## TASK DIRECTIONS
The lines you return should be those containing the string "UsageLedger", taken from the data below.

Collected data
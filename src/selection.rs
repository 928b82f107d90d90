//! Coupon Selection
//!
//! Filters candidate coupons through the eligibility checks, ranks the
//! survivors and reports the winner with its discount.
//!
//! Ranking is a total order on `(Reverse(discount), end_date, code)`: the
//! largest discount wins, then the soonest-expiring coupon, then the
//! lexicographically smallest code.

use std::cmp::{Ordering, Reverse};

use jiff::Timestamp;
use rust_decimal::Decimal;
use serde::Serialize;
use tracing::{debug, debug_span};

use crate::{
    cart::{Cart, CartSummary},
    catalog::CouponCatalog,
    coupons::{
        Coupon, CouponKey, CouponSummary,
        eligibility::{EligibilityCheck, EvaluationContext, first_failure},
    },
    discounts::{calculate_discount, discount_on_value, round_discount},
    requests::{BestCouponRequest, RequestError},
    usage::{UsageCounts, UsageLedger},
    users::UserContext,
};

/// Winning coupon and the discount it yields.
#[derive(Debug, Clone, PartialEq, Eq, Serialize)]
#[serde(rename_all = "camelCase")]
pub struct SelectionResult {
    /// Catalog key of the winning coupon
    #[serde(skip)]
    pub coupon_key: CouponKey,

    /// Winning coupon
    pub coupon: CouponSummary,

    /// Discount, rounded to two decimal places
    pub discount_amount: Decimal,

    /// Cart value less the discount
    pub final_amount: Decimal,
}

/// An eligible coupon paired with the discount it would give.
#[derive(Debug, Clone, Copy, PartialEq, Eq)]
pub struct RankedCoupon<'c> {
    /// Catalog key
    pub key: CouponKey,

    /// Coupon
    pub coupon: &'c Coupon,

    /// Unrounded discount on the cart
    pub discount: Decimal,
}

impl<'c> RankedCoupon<'c> {
    /// Sort key: highest discount, then earliest end date, then smallest code.
    pub fn rank_key(&self) -> (Reverse<Decimal>, Timestamp, &'c str) {
        (
            Reverse(self.discount),
            self.coupon.end_date,
            self.coupon.code.as_str(),
        )
    }
}

/// Order two ranked coupons; the preferred coupon sorts first.
pub fn compare_coupons(a: &RankedCoupon<'_>, b: &RankedCoupon<'_>) -> Ordering {
    a.rank_key().cmp(&b.rank_key())
}

/// Outcome of evaluating one candidate.
#[derive(Debug, Clone, Copy, PartialEq, Eq)]
pub enum Outcome {
    /// Every check held; the coupon would give this (unrounded) discount.
    Eligible(Decimal),

    /// The first check that failed.
    Ineligible(EligibilityCheck),
}

/// Evaluation of a single candidate coupon.
#[derive(Debug, Clone, PartialEq, Eq)]
pub struct Verdict {
    /// Catalog key
    pub key: CouponKey,

    /// Coupon code
    pub code: String,

    /// Outcome
    pub outcome: Outcome,
}

/// Candidates that pass every eligibility check, ranked best first.
pub fn rank_eligible<'c>(
    now: Timestamp,
    candidates: impl IntoIterator<Item = (CouponKey, &'c Coupon)>,
    usage: &UsageCounts,
    user: &UserContext,
    cart: &CartSummary<'_>,
) -> Vec<RankedCoupon<'c>> {
    let mut ranked: Vec<RankedCoupon<'c>> = candidates
        .into_iter()
        .filter_map(|(key, coupon)| {
            let ctx = EvaluationContext {
                now,
                usage_count: usage.get(key),
                user,
                cart,
            };

            if let Some(check) = first_failure(coupon, &ctx) {
                debug!(code = %coupon.code, %check, "coupon ineligible");

                return None;
            }

            Some(RankedCoupon {
                key,
                coupon,
                discount: discount_on_value(coupon, cart.value),
            })
        })
        .collect();

    ranked.sort_by(compare_coupons);

    ranked
}

/// Select the most advantageous eligible coupon for a cart.
///
/// `candidates` should already be limited to active coupons. Returns `None`
/// when no candidate is eligible.
pub fn select_best_coupon<'c>(
    now: Timestamp,
    candidates: impl IntoIterator<Item = (CouponKey, &'c Coupon)>,
    usage: &UsageCounts,
    user: &UserContext,
    cart: &Cart,
) -> Option<SelectionResult> {
    let summary = cart.summary();
    let _span = debug_span!(
        "select_best_coupon",
        user_id = %user.user_id,
        cart_value = %summary.value,
    )
    .entered();

    let ranked = rank_eligible(now, candidates, usage, user, &summary);
    let best = ranked.first()?;

    let discount = calculate_discount(best.coupon, cart);
    debug_assert_eq!(discount, best.discount, "ranking discount drifted");

    let discount_amount = round_discount(discount);
    let final_amount = summary.value - discount_amount;

    debug!(
        code = %best.coupon.code,
        %discount_amount,
        %final_amount,
        eligible = ranked.len(),
        "selected coupon"
    );

    Some(SelectionResult {
        coupon_key: best.key,
        coupon: best.coupon.summary(),
        discount_amount,
        final_amount,
    })
}

/// Evaluate every candidate and report why each is or is not eligible.
pub fn explain<'c>(
    now: Timestamp,
    candidates: impl IntoIterator<Item = (CouponKey, &'c Coupon)>,
    usage: &UsageCounts,
    user: &UserContext,
    cart: &Cart,
) -> Vec<Verdict> {
    let summary = cart.summary();

    candidates
        .into_iter()
        .map(|(key, coupon)| {
            let ctx = EvaluationContext {
                now,
                usage_count: usage.get(key),
                user,
                cart: &summary,
            };

            let outcome = match first_failure(coupon, &ctx) {
                Some(check) => Outcome::Ineligible(check),
                None => Outcome::Eligible(discount_on_value(coupon, summary.value)),
            };

            Verdict {
                key,
                code: coupon.code.clone(),
                outcome,
            }
        })
        .collect()
}

/// Find the best coupon in a catalog for a request at `now`.
///
/// Candidates are the catalog's active coupons live at `now`; usage counts are
/// the ledger's redemptions by the requesting user.
///
/// # Errors
///
/// Returns a [`RequestError`] if the request is malformed.
pub fn find_best_coupon(
    now: Timestamp,
    catalog: &CouponCatalog,
    ledger: &UsageLedger,
    request: &BestCouponRequest,
) -> Result<Option<SelectionResult>, RequestError> {
    request.validate()?;

    let usage = ledger.counts_for(&request.user.user_id);

    Ok(select_best_coupon(
        now,
        catalog.candidates(now),
        &usage,
        &request.user,
        &request.cart,
    ))
}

## RESPONSE TO THE EXERCISE
    usage::{UsageCounts, UsageLedger},
    ledger: &UsageLedger,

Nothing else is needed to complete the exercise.